Message 20 of 22 (476465)
07-24-2008 1:31 AM
Reply to: Message 19 by Dr Adequate
07-23-2008 9:39 AM


Plantinga
Dr Adequate writes:
I think we can grant him that; we can imagine someone thinking irrational thoughts such that his irrational beliefs "cancel out", as it were, with the net result that he behaves in a pro-survival way, and if such a system of thought existed, natural selection would make no distinction between this system and genuine rationality.
Ironically, not only can we grant him that, we can give a very likely example. Religion. The tendency to invent religions, including creation mythologies, and then believe them, is a very good example of human brain imperfection. Whether or not this tendency has ever conferred advantages in itself is hotly debated (because it could be a chance by-product of advantageous characteristics). However, we could think of possible advantages, like helping a social animal cope with grief (a potential killer), enabling advantageous emotional attachments between individuals of a very social species when life was often nasty, brutish and short.
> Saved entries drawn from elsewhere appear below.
//! Squashing activations for HBNODE parameters and network blocks
//!
//! The heavy-ball node passes its learnable damping and shortcut
//! coefficients through a squash before use, and GHBNODE applies an
//! activation to the velocity channel. [`Squash`] is the closed set of
//! choices, serializable so it can live in a [`Config`](burn::config::Config).

use burn::tensor::activation;
use burn::tensor::{backend::Backend, Tensor};
use serde::{Deserialize, Serialize};

/// Elementwise activation applied before a value is used.
#[derive(Debug, Clone, Copy, PartialEq, Eq, Default, Serialize, Deserialize)]
pub enum Squash {
    /// `f(x) = x`
    #[default]
    Identity,
    /// `f(x) = 1 / (1 + exp(-x))`, output in (0, 1)
    Sigmoid,
    /// `f(x) = ln(1 + exp(x))`, output >= 0
    Softplus,
    /// `f(x) = tanh(x)`
    Tanh,
    /// `f(x) = max(0, x)`
    Relu,
    /// `f(x) = 1.7159 * tanh(0.666 * x)`
    LeCun,
}

impl Squash {
    /// Applies the activation elementwise.
    pub fn apply<B: Backend, const D: usize>(&self, x: Tensor<B, D>) -> Tensor<B, D> {
        match self {
            Squash::Identity => x,
            Squash::Sigmoid => activation::sigmoid(x),
            Squash::Softplus => activation::softplus(x, 1.0),
            Squash::Tanh => x.tanh(),
            Squash::Relu => activation::relu(x),
            Squash::LeCun => LeCun::forward(x),
        }
    }

    /// Short lowercase name, as used in logs.
    pub fn name(&self) -> &'static str {
        match self {
            Squash::Identity => "identity",
            Squash::Sigmoid => "sigmoid",
            Squash::Softplus => "softplus",
            Squash::Tanh => "tanh",
            Squash::Relu => "relu",
            Squash::LeCun => "lecun_tanh",
        }
    }
}

/// LeCun's scaled tanh, `1.7159 * tanh(0.666 * x)`.
///
/// Approximately the identity near the origin with output range
/// about [-1.7159, 1.7159].
pub struct LeCun;

impl LeCun {
    pub fn forward<B: Backend, const D: usize>(x: Tensor<B, D>) -> Tensor<B, D> {
        let scaled = x * 0.666f32;
        scaled.tanh() * 1.7159f32
    }
}

#[cfg(test)]
mod tests {
    use super::*;
    use burn::backend::NdArray;

    type Backend = NdArray<f32>;

    #[test]
    fn test_identity_passthrough() {
        let device = Default::default();
        let x = Tensor::<Backend, 1>::from_floats([-2.0, 0.0, 3.5], &device);
        let y = Squash::Identity.apply(x.clone());
        let diff = (y - x).abs().max().into_scalar();
        assert_eq!(diff, 0.0);
    }

    #[test]
    fn test_sigmoid_at_zero() {
        let device = Default::default();
        let x = Tensor::<Backend, 1>::zeros([1], &device);
        let y = Squash::Sigmoid.apply(x).into_scalar();
        assert!((y - 0.5).abs() < 1e-6);
    }

    #[test]
    fn test_softplus_large_negative_is_zero() {
        let device = Default::default();
        let x = Tensor::<Backend, 1>::full([1], -100.0, &device);
        let y = Squash::Softplus.apply(x).into_scalar();
        assert!(y >= 0.0);
        assert!(y < 1e-6);
    }

    #[test]
    fn test_lecun_matches_formula() {
        let device = Default::default();
        for &val in &[-5.0f32, -1.0, 0.0, 1.0, 5.0] {
            let x = Tensor::<Backend, 1>::full([1], val, &device);
            let y = Squash::LeCun.apply(x).into_scalar();
            let expected = 1.7159f32 * (0.666f32 * val).tanh();
            assert!((y - expected).abs() < 1e-5, "LeCun incorrect at x={}", val);
        }
    }

    #[test]
    fn test_names_are_distinct() {
        let all = [
            Squash::Identity,
            Squash::Sigmoid,
            Squash::Softplus,
            Squash::Tanh,
            Squash::Relu,
            Squash::LeCun,
        ];
        for (i, a) in all.iter().enumerate() {
            for b in all.iter().skip(i + 1) {
                assert_ne!(a.name(), b.name());
            }
        }
    }
}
So we get animism and ancestor worship, and every single culture invents some sort of religion.
We can also look at the basic abilities that make it possible for us to do science, and see that those could be advantageous to hunter/gatherer ancestors. This is where I find Plantinga goes really wrong. He's not trying to disprove evolution, of course. Rather, he's trying to prove his religious belief that there is something more to the human mind than what nature, through natural selection, can produce. He fails, because there's no reason why natural selection shouldn't produce a mind that can analyse nature. Such a mind has obvious advantages.
I'm not demonstrating here that his apparent belief that the human mind has a supernatural element is false. Merely that his attempt to present an argument for that belief is spurious.
Another point that strikes me as odd about his confidence in the reliability of our mental faculties, made in the image of his God, is that he must be aware that most of the world doesn't believe in his God, but does believe in other Gods who are not Jesus. It follows then, that he should recognise the statistically provable fact that a majority of people now and throughout history hold false beliefs (whether his own religion is true or false).
How much does he get paid to philosophise, I wonder?
Here on EvC, we see those two evolved characteristics, the tendency to invent false universes, and the ability to observe and analyse the real one, in direct conflict. We're a weird species, when you think about it.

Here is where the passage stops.